* [YOUR INSTRUCTIONS]:
Make an exact copy of the lines starting at the top of the listing below and ending at the line that contains "batch is reprocessed.", inclusive.

* [DATASET ENTRIES]:
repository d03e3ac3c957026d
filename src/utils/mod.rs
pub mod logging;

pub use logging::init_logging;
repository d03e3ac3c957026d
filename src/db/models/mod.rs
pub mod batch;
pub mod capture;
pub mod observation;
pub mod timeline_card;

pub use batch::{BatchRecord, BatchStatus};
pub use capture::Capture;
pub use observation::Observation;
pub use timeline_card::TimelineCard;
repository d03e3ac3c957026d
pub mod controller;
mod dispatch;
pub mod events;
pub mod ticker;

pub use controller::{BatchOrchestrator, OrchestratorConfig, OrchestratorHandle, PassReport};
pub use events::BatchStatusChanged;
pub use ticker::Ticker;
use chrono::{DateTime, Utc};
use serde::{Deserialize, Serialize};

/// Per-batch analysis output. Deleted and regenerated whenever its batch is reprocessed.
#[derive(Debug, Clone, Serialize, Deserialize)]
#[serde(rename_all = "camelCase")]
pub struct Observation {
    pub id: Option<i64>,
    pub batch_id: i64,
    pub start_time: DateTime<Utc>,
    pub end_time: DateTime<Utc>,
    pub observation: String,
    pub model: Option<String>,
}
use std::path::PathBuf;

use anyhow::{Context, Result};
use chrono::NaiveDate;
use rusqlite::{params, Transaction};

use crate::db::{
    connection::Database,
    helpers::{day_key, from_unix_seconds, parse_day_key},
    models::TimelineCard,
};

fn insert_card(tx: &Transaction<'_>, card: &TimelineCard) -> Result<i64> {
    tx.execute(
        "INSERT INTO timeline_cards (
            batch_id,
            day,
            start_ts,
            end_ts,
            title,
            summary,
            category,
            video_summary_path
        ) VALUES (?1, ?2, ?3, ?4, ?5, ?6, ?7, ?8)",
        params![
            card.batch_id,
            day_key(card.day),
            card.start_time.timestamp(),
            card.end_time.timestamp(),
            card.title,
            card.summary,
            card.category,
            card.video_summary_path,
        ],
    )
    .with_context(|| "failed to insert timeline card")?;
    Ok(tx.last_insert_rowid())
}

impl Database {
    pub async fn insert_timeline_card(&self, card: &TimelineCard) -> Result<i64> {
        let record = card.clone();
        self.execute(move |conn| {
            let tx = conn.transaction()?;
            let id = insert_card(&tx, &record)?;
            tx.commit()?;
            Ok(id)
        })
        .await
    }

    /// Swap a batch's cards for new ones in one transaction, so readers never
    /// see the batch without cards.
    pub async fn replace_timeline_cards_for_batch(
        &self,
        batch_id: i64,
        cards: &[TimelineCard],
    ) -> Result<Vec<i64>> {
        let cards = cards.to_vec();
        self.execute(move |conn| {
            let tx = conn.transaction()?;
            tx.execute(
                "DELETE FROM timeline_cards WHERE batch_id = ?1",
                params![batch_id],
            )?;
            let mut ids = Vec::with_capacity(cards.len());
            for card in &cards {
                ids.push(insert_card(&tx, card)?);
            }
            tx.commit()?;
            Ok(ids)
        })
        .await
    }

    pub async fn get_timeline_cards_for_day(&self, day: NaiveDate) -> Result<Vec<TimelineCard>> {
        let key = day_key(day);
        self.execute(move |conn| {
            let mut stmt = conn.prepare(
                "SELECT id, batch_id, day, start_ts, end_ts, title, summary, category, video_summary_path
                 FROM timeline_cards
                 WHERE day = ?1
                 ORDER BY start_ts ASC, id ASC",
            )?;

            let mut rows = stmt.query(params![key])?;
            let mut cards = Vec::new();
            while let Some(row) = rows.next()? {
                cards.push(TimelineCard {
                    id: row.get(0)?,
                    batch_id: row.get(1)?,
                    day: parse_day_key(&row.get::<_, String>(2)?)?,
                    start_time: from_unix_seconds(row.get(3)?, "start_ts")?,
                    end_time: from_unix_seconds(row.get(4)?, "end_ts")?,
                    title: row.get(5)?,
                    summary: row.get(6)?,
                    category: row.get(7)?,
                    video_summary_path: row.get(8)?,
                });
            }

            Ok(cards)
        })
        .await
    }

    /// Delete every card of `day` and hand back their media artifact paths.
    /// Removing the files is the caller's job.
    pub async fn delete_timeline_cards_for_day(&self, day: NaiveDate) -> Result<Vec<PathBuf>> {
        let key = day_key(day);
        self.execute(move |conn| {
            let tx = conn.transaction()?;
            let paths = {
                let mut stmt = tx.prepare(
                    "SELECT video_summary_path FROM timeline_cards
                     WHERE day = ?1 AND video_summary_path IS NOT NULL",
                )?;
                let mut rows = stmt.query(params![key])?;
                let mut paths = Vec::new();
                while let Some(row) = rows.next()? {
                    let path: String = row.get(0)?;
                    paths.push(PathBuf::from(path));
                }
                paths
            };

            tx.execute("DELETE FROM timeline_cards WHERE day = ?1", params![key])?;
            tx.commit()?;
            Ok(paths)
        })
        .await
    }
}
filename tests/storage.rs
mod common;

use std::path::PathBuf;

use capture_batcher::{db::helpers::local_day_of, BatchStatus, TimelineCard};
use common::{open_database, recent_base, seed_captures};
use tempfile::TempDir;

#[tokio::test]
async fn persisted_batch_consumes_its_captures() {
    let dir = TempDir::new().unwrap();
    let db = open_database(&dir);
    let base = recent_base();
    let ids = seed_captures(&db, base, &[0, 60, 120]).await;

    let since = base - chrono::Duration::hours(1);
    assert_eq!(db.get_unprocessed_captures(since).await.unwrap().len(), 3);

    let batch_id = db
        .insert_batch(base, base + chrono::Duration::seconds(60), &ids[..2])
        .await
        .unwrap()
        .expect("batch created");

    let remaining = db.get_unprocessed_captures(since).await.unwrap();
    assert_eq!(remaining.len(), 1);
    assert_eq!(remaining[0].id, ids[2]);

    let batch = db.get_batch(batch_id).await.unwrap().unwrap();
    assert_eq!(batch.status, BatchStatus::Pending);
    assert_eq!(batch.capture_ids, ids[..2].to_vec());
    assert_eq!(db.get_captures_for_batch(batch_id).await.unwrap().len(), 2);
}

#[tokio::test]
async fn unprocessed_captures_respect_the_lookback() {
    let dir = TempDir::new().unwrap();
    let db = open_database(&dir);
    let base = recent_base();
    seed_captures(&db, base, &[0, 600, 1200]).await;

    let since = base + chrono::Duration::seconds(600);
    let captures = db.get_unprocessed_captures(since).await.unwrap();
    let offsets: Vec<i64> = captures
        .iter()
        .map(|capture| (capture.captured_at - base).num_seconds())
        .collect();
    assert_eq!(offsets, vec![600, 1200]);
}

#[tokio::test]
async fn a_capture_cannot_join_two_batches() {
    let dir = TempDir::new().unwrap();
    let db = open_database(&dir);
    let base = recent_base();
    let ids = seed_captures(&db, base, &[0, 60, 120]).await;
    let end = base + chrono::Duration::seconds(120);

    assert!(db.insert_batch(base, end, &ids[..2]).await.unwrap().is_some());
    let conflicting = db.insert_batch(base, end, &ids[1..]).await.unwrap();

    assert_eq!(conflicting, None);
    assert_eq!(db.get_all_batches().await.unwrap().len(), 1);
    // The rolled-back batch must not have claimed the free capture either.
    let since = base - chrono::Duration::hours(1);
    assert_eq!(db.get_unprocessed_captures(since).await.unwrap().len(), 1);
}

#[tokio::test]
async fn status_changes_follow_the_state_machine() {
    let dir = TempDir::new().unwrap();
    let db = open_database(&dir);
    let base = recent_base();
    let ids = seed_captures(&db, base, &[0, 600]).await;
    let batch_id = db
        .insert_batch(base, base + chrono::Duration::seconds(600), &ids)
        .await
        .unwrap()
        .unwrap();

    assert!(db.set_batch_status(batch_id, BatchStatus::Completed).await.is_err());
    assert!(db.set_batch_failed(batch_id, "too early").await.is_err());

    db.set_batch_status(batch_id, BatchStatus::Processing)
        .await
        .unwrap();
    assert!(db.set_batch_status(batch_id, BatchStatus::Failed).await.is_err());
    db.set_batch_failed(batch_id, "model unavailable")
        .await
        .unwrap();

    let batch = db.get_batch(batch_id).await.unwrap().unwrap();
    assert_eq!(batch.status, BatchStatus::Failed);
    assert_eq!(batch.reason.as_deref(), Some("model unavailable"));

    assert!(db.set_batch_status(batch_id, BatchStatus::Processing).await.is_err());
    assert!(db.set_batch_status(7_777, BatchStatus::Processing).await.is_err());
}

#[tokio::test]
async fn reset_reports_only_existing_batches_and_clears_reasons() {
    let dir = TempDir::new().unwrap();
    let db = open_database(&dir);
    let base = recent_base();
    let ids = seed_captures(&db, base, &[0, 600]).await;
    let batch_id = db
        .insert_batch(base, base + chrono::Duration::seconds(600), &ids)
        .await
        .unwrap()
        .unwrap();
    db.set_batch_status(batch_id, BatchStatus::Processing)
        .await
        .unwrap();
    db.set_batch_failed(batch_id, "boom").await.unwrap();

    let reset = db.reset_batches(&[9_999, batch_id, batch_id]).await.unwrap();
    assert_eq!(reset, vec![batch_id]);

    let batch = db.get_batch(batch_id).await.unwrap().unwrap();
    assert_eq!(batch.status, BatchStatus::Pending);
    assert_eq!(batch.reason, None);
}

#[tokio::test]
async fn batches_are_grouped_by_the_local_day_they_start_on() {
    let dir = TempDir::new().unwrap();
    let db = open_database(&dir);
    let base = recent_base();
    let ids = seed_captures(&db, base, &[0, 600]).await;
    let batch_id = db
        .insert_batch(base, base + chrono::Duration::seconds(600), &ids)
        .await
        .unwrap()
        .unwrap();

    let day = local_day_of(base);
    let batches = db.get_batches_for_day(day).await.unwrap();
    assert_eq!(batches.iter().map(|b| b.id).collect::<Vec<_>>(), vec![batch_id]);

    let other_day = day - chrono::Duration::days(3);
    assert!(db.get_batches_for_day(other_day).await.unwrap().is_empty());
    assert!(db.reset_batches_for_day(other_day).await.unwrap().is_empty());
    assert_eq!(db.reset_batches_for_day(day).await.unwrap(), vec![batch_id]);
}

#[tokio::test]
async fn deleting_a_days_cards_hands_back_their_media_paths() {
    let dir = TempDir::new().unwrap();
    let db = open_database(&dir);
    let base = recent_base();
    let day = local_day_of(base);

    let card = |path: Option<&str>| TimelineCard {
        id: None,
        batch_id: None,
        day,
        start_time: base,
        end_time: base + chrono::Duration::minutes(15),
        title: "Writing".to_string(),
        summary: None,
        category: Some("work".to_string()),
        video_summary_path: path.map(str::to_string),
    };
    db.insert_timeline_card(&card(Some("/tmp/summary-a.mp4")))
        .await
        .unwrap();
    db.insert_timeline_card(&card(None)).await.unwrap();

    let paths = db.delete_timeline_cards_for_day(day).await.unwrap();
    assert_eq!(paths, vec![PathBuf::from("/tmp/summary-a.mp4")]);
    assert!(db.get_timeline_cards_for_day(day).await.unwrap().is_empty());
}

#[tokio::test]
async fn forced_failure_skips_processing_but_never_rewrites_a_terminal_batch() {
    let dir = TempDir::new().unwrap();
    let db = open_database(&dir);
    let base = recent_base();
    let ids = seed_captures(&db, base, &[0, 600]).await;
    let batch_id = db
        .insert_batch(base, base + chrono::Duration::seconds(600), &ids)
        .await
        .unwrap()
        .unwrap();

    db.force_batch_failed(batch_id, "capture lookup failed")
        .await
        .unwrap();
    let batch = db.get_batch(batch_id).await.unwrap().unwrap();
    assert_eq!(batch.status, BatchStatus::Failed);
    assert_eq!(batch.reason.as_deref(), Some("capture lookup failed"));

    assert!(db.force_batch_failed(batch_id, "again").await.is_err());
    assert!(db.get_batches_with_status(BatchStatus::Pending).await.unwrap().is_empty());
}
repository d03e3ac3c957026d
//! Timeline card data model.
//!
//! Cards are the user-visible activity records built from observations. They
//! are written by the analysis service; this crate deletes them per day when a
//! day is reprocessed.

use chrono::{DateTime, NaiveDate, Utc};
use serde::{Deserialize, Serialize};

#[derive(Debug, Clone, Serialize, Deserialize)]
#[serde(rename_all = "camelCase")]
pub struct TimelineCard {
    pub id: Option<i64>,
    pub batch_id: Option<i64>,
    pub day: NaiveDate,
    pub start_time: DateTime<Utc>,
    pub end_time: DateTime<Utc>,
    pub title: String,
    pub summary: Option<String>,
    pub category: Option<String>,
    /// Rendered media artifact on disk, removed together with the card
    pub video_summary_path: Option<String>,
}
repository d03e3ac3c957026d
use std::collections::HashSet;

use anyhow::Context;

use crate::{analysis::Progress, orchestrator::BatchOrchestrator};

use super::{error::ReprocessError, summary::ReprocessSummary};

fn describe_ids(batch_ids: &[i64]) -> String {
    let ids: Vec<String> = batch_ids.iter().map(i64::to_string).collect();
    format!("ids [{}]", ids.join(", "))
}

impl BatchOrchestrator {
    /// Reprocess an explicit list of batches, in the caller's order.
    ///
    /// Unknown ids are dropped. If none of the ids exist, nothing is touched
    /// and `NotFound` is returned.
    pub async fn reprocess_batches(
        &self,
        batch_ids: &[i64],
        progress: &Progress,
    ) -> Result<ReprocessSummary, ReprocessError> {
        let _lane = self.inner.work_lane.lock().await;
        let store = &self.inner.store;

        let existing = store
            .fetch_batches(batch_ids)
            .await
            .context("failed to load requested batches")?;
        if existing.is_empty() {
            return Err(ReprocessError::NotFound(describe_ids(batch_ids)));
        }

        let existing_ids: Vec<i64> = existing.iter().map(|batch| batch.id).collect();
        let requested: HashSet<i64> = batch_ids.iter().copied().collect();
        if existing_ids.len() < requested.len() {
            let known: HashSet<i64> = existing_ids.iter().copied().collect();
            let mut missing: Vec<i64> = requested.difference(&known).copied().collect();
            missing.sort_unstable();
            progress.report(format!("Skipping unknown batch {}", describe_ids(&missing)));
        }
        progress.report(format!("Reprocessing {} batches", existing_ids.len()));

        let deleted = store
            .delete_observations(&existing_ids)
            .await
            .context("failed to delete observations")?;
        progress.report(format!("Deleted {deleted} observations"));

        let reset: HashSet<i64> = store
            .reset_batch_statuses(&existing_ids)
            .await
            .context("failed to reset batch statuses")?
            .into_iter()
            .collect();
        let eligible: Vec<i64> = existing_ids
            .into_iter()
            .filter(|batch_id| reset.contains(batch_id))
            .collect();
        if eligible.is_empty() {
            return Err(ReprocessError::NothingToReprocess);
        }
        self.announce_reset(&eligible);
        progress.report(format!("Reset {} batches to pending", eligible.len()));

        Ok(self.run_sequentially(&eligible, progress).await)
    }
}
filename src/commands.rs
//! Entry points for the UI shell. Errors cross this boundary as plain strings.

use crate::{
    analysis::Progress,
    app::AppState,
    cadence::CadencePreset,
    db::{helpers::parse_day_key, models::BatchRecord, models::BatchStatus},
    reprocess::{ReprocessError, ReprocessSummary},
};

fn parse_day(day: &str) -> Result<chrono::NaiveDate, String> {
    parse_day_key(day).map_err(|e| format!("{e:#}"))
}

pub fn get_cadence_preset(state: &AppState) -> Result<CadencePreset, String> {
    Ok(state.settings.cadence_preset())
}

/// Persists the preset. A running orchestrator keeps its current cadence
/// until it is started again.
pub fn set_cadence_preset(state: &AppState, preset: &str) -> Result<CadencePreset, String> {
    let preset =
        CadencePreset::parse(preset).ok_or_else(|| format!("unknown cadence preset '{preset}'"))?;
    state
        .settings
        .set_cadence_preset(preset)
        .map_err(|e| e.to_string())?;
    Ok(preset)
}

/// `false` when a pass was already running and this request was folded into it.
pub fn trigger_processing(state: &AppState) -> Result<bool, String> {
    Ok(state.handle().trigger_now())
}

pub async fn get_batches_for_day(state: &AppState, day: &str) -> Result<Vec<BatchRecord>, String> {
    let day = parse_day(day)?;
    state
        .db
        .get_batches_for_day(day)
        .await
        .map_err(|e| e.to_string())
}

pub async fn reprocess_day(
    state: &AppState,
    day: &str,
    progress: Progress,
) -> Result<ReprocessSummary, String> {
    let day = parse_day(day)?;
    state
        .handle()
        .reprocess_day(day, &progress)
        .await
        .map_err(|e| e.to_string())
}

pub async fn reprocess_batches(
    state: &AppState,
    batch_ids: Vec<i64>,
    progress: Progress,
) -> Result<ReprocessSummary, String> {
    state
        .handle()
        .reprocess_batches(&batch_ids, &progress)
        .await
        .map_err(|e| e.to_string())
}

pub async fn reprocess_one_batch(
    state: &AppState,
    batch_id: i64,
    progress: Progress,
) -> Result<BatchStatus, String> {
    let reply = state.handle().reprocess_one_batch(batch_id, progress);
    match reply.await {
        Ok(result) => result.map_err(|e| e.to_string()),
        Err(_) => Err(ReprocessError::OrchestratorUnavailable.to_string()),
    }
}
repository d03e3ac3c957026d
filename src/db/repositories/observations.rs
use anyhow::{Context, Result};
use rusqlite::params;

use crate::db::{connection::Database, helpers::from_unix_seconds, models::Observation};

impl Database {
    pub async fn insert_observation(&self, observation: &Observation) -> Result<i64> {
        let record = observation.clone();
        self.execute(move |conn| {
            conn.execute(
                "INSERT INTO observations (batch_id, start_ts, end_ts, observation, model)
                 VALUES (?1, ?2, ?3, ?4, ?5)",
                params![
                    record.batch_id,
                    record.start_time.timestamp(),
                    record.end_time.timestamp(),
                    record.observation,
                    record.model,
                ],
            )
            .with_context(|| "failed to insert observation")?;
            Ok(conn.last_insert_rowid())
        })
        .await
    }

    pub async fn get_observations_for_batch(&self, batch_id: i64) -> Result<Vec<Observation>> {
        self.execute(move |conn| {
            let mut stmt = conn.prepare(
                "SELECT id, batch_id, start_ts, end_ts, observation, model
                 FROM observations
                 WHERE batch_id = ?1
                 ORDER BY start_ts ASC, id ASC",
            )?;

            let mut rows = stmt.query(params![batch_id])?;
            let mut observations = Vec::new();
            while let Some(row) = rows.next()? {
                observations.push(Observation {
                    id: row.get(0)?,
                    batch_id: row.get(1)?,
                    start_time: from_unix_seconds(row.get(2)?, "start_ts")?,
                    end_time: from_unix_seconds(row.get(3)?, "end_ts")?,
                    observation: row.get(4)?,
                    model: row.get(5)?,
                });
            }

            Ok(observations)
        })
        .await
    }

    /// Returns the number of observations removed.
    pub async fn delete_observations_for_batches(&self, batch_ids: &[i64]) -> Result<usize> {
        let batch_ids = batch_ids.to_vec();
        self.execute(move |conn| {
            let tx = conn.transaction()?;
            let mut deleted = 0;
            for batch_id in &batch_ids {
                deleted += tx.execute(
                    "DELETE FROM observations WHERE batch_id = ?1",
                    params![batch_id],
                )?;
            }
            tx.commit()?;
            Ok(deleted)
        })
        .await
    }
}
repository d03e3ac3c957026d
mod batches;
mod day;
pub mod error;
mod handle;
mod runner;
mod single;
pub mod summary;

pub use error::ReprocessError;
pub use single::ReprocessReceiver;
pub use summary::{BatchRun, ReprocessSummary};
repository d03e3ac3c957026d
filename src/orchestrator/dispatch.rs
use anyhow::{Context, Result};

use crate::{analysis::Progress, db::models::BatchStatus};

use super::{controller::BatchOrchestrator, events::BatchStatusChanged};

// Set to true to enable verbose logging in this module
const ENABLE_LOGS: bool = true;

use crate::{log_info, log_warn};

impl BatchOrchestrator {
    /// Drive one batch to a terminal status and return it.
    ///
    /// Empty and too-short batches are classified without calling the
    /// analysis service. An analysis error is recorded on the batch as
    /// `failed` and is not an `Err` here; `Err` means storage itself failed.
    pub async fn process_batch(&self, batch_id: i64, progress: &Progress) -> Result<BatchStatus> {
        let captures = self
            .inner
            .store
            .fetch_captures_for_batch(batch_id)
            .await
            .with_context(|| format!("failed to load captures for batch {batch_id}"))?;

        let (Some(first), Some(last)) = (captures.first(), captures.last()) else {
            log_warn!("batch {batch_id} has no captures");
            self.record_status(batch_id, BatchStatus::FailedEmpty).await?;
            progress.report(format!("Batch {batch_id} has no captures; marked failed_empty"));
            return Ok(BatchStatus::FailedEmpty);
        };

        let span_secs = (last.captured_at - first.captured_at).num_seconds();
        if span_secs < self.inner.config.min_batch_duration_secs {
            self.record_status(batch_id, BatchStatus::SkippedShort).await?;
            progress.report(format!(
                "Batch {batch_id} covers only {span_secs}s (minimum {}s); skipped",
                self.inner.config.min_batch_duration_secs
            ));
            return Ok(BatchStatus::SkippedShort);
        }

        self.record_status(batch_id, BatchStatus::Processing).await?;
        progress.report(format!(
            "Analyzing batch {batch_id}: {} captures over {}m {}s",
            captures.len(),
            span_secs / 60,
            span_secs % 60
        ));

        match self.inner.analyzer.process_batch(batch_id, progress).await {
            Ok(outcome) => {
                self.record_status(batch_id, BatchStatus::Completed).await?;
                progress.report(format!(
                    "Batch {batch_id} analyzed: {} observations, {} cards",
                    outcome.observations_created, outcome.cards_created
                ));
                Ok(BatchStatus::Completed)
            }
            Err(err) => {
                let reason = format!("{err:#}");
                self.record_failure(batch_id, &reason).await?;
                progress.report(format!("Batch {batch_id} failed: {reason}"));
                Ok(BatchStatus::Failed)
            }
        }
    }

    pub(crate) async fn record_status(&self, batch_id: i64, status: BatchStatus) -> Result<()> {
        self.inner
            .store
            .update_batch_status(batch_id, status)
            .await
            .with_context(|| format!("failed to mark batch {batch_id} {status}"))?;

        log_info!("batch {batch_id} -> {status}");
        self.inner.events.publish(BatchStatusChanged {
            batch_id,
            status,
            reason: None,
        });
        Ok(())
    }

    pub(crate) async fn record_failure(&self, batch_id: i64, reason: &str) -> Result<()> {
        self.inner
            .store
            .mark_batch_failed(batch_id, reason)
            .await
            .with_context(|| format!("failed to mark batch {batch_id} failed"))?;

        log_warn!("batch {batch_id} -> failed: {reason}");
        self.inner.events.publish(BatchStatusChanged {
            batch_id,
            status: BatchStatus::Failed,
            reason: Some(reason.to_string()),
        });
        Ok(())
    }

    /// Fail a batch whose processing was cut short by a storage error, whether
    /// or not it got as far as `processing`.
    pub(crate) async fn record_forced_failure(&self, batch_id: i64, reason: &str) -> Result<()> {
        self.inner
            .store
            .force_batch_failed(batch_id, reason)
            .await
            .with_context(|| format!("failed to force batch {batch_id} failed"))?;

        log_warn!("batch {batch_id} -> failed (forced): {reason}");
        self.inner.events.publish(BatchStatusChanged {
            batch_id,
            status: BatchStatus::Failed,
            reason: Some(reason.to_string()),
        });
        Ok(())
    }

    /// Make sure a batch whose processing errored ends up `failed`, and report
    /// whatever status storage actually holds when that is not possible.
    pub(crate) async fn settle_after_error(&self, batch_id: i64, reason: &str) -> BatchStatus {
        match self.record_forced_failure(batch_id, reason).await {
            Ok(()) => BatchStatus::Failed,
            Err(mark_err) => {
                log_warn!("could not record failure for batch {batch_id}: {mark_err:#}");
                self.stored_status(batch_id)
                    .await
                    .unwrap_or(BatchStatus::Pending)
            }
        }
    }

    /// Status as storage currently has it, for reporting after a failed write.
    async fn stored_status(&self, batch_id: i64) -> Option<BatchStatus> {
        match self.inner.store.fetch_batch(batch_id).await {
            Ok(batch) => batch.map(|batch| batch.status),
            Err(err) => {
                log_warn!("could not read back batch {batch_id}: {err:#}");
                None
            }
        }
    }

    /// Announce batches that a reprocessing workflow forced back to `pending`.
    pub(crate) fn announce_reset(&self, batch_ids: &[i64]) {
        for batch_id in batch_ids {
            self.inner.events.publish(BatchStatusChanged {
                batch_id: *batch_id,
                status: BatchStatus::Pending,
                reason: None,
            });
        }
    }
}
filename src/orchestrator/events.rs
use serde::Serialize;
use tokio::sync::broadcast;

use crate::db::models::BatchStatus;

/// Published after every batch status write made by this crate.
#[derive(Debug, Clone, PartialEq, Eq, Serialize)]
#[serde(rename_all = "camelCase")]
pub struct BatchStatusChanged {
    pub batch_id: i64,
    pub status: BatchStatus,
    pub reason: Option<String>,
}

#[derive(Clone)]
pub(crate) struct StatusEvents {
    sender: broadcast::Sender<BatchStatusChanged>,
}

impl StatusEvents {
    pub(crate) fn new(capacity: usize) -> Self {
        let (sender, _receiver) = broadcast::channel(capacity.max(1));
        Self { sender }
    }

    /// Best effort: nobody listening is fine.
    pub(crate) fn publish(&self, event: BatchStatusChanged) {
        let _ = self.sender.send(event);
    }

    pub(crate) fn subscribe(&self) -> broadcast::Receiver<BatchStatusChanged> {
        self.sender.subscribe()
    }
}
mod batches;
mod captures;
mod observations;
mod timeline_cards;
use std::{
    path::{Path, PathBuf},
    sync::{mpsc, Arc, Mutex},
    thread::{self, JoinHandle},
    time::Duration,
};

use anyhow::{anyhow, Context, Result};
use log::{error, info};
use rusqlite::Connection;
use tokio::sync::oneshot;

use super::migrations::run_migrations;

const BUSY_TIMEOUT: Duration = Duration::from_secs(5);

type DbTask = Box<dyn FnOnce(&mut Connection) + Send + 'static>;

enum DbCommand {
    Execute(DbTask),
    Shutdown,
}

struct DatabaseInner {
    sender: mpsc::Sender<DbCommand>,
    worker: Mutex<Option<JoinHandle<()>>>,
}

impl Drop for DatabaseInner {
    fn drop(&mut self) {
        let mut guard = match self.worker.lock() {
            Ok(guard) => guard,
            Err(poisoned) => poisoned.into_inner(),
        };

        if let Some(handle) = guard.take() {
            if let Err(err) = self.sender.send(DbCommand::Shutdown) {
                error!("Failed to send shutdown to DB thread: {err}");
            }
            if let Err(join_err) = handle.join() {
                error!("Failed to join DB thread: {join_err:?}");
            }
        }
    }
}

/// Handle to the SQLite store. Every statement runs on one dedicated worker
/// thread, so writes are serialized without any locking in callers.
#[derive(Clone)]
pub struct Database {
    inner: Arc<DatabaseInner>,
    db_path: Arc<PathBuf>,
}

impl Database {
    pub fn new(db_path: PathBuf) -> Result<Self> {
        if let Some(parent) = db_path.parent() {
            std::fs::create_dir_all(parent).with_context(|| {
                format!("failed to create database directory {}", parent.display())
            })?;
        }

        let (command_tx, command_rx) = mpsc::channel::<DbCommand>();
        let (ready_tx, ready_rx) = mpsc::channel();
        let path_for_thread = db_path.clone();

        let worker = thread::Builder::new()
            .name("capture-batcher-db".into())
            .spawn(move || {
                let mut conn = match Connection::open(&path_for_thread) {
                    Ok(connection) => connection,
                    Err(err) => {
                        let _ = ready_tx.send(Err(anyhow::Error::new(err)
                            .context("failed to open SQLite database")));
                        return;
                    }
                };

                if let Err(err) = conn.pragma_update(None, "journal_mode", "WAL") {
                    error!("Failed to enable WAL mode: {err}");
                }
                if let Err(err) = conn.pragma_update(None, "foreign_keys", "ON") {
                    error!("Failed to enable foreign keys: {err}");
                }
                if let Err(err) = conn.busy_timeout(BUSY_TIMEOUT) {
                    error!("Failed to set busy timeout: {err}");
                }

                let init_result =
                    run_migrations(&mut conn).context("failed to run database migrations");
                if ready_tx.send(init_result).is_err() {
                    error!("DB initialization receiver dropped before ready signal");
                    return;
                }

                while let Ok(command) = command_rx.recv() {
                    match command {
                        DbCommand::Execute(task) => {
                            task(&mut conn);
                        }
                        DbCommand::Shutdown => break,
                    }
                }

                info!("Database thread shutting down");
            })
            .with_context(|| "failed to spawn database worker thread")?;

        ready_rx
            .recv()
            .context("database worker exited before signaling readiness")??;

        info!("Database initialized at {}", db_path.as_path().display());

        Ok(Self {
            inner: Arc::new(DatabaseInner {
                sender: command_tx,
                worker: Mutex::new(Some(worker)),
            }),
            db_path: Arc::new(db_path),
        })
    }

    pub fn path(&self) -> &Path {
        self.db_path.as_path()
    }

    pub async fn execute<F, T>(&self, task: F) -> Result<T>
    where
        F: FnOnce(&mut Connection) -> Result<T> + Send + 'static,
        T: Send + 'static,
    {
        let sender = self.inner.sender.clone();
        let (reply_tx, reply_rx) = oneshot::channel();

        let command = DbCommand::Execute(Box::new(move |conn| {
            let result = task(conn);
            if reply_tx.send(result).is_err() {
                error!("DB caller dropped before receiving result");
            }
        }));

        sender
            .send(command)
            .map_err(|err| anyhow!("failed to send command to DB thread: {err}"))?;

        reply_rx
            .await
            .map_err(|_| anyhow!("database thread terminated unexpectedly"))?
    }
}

* [TASK ANSWER]:
repository d03e3ac3c957026d
filename src/utils/mod.rs
pub mod logging;

pub use logging::init_logging;
repository d03e3ac3c957026d
filename src/db/models/mod.rs
pub mod batch;
pub mod capture;
pub mod observation;
pub mod timeline_card;

pub use batch::{BatchRecord, BatchStatus};
pub use capture::Capture;
pub use observation::Observation;
pub use timeline_card::TimelineCard;
repository d03e3ac3c957026d
pub mod controller;
mod dispatch;
pub mod events;
pub mod ticker;

pub use controller::{BatchOrchestrator, OrchestratorConfig, OrchestratorHandle, PassReport};
pub use events::BatchStatusChanged;
pub use ticker::Ticker;
use chrono::{DateTime, Utc};
use serde::{Deserialize, Serialize};

/// Per-batch analysis output. Deleted and regenerated whenever its batch is reprocessed.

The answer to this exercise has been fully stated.